Bree. Il savait. Tout simplement. Et il n’avait pas accepté le fait qu’elle fut adoptée, mieux aimée et héritière qui plus est. En une fraction de seconde, son frère avait franchi la distance qui les séparait et ses doigts s’étaient refermés sur son bras gauche. Dans la panique, un mal entendu sans doute, Morwen s’affola et la dague qu’elle tenait dans sa main droite s’enfonça entre les cotes de Saellon. La brune lâcha un cri étouffé, psalmodiant des excuses inaudibles en le tenant contre elle alors qu’il s’écroulait à ses pieds. Les mains tremblantes, les larmes embrumant sa vue, l’ainée le déposa par terre en proie à une grande agitation, enchainant sans cesse des
« je suis désolée, pardon, je suis désolée. » et elle lui retira la sacoche contenant les fioles de sa médication, oubliant sa dague toujours enfoncée dans la chaire de son frère agonisant au sol.
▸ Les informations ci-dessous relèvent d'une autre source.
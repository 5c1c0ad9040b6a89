use std::time::Duration;

use anyhow::{Context as _, Result};
use async_trait::async_trait;
use futures_util::StreamExt;
use reqwest::header::{HeaderMap, HeaderName, HeaderValue};
use serde::Deserialize;
use serde_json::{Map, Value, json};
use tracing::debug;

use crate::canvas::NodeKind;
use crate::engine::template::render;
use crate::engine::types::TokenUsage;
use crate::nodes::{CapabilityProvider, NodeInput, NodeOutcome, NodeOutput};

#[derive(Debug, Clone, Deserialize)]
#[serde(rename_all = "camelCase")]
struct LlmConfig {
    #[serde(default = "default_model")]
    model: String,
    /// Falls back to `OPENAI_BASE_URL`, then the public OpenAI endpoint.
    #[serde(default)]
    base_url: Option<String>,
    /// Falls back to `OPENAI_API_KEY`.
    #[serde(default)]
    api_key: Option<String>,
    #[serde(default)]
    system_prompt: Option<String>,
    #[serde(default)]
    prompt: String,
    #[serde(default)]
    temperature: Option<f64>,
    #[serde(default)]
    max_tokens: Option<u64>,
    #[serde(default)]
    stream: bool,
    #[serde(default = "default_timeout")]
    timeout_secs: f64,
    /// Parse the reply as JSON and expose its fields as outputs.
    #[serde(default)]
    json_output: bool,
}

fn default_model() -> String {
    "gpt-4o-mini".to_string()
}

fn default_timeout() -> f64 {
    120.0
}

/// Chat completion against an OpenAI-compatible endpoint.
pub struct LlmProvider;

fn endpoint(config: &LlmConfig) -> String {
    let base = config
        .base_url
        .clone()
        .or_else(|| std::env::var("OPENAI_BASE_URL").ok())
        .unwrap_or_else(|| "https://api.openai.com/v1".to_string());
    format!("{}/chat/completions", base.trim_end_matches('/'))
}

fn headers(config: &LlmConfig) -> Result<HeaderMap> {
    let mut headers = HeaderMap::new();
    if let Some(key) = config
        .api_key
        .clone()
        .or_else(|| std::env::var("OPENAI_API_KEY").ok())
    {
        headers.insert(
            HeaderName::from_static("authorization"),
            HeaderValue::from_str(&format!("Bearer {}", key))?,
        );
    }
    Ok(headers)
}

fn build_body(config: &LlmConfig, inputs: &Map<String, Value>) -> Value {
    let mut messages = Vec::new();
    if let Some(system) = &config.system_prompt {
        messages.push(json!({"role": "system", "content": render(system, inputs)}));
    }
    messages.push(json!({"role": "user", "content": render(&config.prompt, inputs)}));

    let mut body = json!({
        "model": config.model,
        "messages": messages,
        "stream": config.stream,
    });
    if config.stream {
        body["stream_options"] = json!({"include_usage": true});
    }
    if let Some(t) = config.temperature {
        body["temperature"] = json!(t);
    }
    if let Some(m) = config.max_tokens {
        body["max_tokens"] = json!(m);
    }
    body
}

fn usage_of(value: &Value) -> TokenUsage {
    let usage = &value["usage"];
    TokenUsage {
        input_tokens: usage["prompt_tokens"].as_u64().unwrap_or(0),
        output_tokens: usage["completion_tokens"].as_u64().unwrap_or(0),
        cost: 0.0,
    }
}

/// One parsed `data:` line of a streamed completion.
#[derive(Debug, PartialEq)]
enum SseLine {
    Delta(String),
    Usage(TokenUsage),
    Done,
}

fn parse_sse_line(line: &str) -> Option<SseLine> {
    let data = line.trim().strip_prefix("data:")?.trim();
    if data == "[DONE]" {
        return Some(SseLine::Done);
    }
    let value: Value = serde_json::from_str(data).ok()?;
    if let Some(delta) = value["choices"][0]["delta"]["content"].as_str() {
        return Some(SseLine::Delta(delta.to_string()));
    }
    value
        .get("usage")
        .filter(|u| !u.is_null())
        .map(|_| SseLine::Usage(usage_of(&value)))
}

async fn complete(input: &NodeInput, config: &LlmConfig) -> Result<(String, TokenUsage)> {
    let client = reqwest::Client::builder()
        .timeout(Duration::from_secs_f64(config.timeout_secs))
        .build()?;
    let url = endpoint(config);
    let response = client
        .post(&url)
        .headers(headers(config)?)
        .json(&build_body(config, &input.inputs))
        .send()
        .await
        .with_context(|| format!("llm: request to {} failed", url))?;

    let status = response.status();
    if !status.is_success() {
        let text = response.text().await.unwrap_or_default();
        anyhow::bail!("llm: {} returned {}: {}", url, status.as_u16(), text);
    }

    if !config.stream {
        let value: Value = response.json().await.context("llm: invalid response body")?;
        let text = value["choices"][0]["message"]["content"]
            .as_str()
            .unwrap_or_default()
            .to_string();
        input.stream.finish(&text);
        return Ok((text, usage_of(&value)));
    }

    let mut text = String::new();
    let mut usage = TokenUsage::default();
    let mut pending = String::new();
    let mut body = response.bytes_stream();
    while let Some(chunk) = body.next().await {
        pending.push_str(&String::from_utf8_lossy(&chunk.context("llm: stream interrupted")?));
        while let Some(newline) = pending.find('\n') {
            let line: String = pending.drain(..=newline).collect();
            match parse_sse_line(&line) {
                Some(SseLine::Delta(delta)) => {
                    input.stream.chunk(&delta);
                    text.push_str(&delta);
                }
                Some(SseLine::Usage(u)) => usage = u,
                Some(SseLine::Done) | None => {}
            }
        }
    }
    input.stream.finish("");
    debug!(node_id = %input.node_id, chars = text.len(), "LLM stream complete");
    Ok((text, usage))
}

#[async_trait]
impl CapabilityProvider for LlmProvider {
    fn node_type(&self) -> NodeKind {
        NodeKind::Llm
    }

    fn description(&self) -> &str {
        "Chat completion against an OpenAI-compatible provider"
    }

    async fn execute(&self, input: NodeInput) -> Result<NodeOutcome> {
        let config: LlmConfig =
            serde_json::from_value(input.config.clone()).context("invalid llm config")?;
        let (text, usage) = complete(&input, &config).await?;

        let mut output = match serde_json::from_str::<Value>(&text) {
            Ok(Value::Object(fields)) if config.json_output => fields,
            _ => Map::new(),
        };
        output.insert("output".to_string(), Value::String(text));

        Ok(NodeOutcome::Output(NodeOutput {
            output,
            usage,
            port: None,
        }))
    }
}

#[cfg(test)]
mod tests {
    use super::*;

    #[test]
    fn sse_lines_parse_into_deltas_and_usage() {
        assert_eq!(
            parse_sse_line(r#"data: {"choices":[{"delta":{"content":"Hel"}}]}"#),
            Some(SseLine::Delta("Hel".into()))
        );
        assert_eq!(
            parse_sse_line(r#"data: {"choices":[],"usage":{"prompt_tokens":3,"completion_tokens":5}}"#),
            Some(SseLine::Usage(TokenUsage {
                input_tokens: 3,
                output_tokens: 5,
                cost: 0.0
            }))
        );
        assert_eq!(parse_sse_line("data: [DONE]"), Some(SseLine::Done));
        assert_eq!(parse_sse_line(": keep-alive"), None);
    }

    #[test]
    fn prompt_templates_render_inputs() {
        let config: LlmConfig = serde_json::from_value(json!({
            "prompt": "Summarize {{doc}}",
            "systemPrompt": "Be brief",
            "temperature": 0.2
        }))
        .unwrap();
        let inputs = json!({"doc": "the text"}).as_object().cloned().unwrap();
        let body = build_body(&config, &inputs);
        assert_eq!(body["messages"][0]["content"], json!("Be brief"));
        assert_eq!(body["messages"][1]["content"], json!("Summarize the text"));
        assert_eq!(body["temperature"], json!(0.2));
        assert!(body.get("stream_options").is_none());
    }
}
L’héritière de Forlond prit ainsi la fuite dans la nuit à dos de sa monture.
***
Les jours s’écroulèrent, puis les semaines jusqu’au compte de deux mois. Et à mesure que les soleils s’enchainaient, les nuits se voulaient plus longues et sa médicamentation en quantité moindre. Ses cauchemars l’assaillent toujours, inlassables, toujours plus violents, plus clairs à chaque éveil, mais en même temps toujours aussi flous. Sans nouvelle de Forlond depuis son départ, elle erre maintenant en Terre du Milieu dans des contrées inexplorées et vulnérable à un monde hostile qu’elle n’a jamais connu, elle, la princesse dans sa tour d’ivoire. Un oiseau hors de sa cage en or qui a oublié comment voler.